> _RECORDS TO USE_:
━━━━━━━━━━
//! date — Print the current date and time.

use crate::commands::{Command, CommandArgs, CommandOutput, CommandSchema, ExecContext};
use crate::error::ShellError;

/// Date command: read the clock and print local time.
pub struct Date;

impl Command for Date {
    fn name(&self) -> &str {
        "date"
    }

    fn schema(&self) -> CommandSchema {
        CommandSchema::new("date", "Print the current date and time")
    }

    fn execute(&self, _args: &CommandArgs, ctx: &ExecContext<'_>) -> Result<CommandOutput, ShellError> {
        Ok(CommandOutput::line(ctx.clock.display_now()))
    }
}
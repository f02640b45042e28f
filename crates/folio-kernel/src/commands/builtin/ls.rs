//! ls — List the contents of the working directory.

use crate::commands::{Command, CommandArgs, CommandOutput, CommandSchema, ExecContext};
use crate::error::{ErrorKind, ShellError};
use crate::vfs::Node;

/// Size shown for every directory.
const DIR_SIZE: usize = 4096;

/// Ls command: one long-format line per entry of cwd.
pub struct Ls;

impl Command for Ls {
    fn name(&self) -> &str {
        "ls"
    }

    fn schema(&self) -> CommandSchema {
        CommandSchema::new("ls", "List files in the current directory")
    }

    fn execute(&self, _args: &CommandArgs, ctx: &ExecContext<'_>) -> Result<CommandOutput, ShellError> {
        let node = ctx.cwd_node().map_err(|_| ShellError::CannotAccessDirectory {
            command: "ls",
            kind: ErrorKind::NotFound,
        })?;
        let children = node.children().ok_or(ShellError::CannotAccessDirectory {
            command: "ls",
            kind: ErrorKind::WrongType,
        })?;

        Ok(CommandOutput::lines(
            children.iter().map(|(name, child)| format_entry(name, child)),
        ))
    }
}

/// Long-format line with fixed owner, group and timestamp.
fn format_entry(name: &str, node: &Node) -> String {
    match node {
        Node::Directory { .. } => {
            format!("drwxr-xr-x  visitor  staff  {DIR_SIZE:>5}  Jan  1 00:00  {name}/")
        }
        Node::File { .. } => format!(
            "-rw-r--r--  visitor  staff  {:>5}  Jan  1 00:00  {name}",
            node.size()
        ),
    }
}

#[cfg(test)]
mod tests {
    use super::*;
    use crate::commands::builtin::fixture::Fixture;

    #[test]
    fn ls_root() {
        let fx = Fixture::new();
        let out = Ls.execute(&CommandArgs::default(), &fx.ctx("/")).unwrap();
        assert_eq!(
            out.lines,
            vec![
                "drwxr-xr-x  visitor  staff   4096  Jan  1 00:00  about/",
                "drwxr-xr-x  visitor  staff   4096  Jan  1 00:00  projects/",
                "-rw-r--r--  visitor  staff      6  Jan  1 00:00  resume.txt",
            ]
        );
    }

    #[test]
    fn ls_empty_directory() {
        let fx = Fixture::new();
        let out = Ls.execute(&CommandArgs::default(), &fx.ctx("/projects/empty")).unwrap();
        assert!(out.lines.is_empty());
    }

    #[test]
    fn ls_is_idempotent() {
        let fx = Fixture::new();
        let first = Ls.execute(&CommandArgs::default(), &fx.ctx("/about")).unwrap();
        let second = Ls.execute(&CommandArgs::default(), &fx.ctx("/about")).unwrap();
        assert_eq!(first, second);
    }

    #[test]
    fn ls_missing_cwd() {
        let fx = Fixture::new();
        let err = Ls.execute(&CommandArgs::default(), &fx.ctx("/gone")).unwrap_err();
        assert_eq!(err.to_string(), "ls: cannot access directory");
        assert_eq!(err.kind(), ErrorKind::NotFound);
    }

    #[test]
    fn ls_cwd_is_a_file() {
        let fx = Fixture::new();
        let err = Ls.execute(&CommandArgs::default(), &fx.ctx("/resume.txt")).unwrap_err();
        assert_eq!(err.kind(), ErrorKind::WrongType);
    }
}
━━━━━━━━━━
> _TASK GOAL_: Retype exactly the lines from the start of the entries through the one with "pub struct Ls;"; include both ends.

> _RESPONSE AREA_:
//! date — Print the current date and time.

use crate::commands::{Command, CommandArgs, CommandOutput, CommandSchema, ExecContext};
use crate::error::ShellError;

/// Date command: read the clock and print local time.
pub struct Date;

impl Command for Date {
    fn name(&self) -> &str {
        "date"
    }

    fn schema(&self) -> CommandSchema {
        CommandSchema::new("date", "Print the current date and time")
    }

    fn execute(&self, _args: &CommandArgs, ctx: &ExecContext<'_>) -> Result<CommandOutput, ShellError> {
        Ok(CommandOutput::line(ctx.clock.display_now()))
    }
}
repository f02640b45042e28f
filename crates/folio-kernel/src/commands/builtin/ls.rs
//! ls — List the contents of the working directory.

use crate::commands::{Command, CommandArgs, CommandOutput, CommandSchema, ExecContext};
use crate::error::{ErrorKind, ShellError};
use crate::vfs::Node;

/// Size shown for every directory.
const DIR_SIZE: usize = 4096;

/// Ls command: one long-format line per entry of cwd.
pub struct Ls;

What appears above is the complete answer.